● **Exercise prompt**: Scan the records for lines with the word "LogSettings", and copy every such line.
[[ Provided entries open ]]
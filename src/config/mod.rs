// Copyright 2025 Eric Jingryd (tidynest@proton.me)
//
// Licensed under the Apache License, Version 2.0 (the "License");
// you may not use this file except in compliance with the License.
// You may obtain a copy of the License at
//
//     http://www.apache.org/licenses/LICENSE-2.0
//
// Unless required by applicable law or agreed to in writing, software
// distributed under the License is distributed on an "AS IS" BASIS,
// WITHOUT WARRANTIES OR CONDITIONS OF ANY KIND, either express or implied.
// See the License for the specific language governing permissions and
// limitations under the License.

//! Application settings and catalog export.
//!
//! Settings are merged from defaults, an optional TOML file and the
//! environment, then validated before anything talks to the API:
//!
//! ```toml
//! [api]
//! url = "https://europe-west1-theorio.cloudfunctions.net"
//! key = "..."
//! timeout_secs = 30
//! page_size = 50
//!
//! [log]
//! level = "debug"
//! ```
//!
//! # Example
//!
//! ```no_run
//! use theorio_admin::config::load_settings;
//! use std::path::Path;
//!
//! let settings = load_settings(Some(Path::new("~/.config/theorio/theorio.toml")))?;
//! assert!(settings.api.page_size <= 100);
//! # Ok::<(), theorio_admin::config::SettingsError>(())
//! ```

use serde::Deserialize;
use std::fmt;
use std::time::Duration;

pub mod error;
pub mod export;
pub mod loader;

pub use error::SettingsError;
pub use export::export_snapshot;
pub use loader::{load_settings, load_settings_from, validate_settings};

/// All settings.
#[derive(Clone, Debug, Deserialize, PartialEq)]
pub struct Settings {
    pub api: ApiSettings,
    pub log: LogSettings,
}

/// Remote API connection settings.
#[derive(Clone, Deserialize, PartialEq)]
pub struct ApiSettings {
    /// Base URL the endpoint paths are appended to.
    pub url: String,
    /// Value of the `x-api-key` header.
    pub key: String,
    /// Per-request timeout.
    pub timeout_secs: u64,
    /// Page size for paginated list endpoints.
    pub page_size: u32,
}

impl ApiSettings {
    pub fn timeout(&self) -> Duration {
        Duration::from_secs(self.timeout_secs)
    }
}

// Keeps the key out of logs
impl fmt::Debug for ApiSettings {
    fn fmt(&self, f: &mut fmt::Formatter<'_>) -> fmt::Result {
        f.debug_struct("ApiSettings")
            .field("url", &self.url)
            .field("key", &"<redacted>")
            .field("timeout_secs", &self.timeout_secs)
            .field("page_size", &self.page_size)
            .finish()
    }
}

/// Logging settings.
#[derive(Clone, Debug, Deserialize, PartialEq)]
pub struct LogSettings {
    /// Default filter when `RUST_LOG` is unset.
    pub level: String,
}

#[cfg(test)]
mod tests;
[[ Provided entries closed ]]
● **Answer to the problem**:
    pub log: LogSettings,
pub struct LogSettings {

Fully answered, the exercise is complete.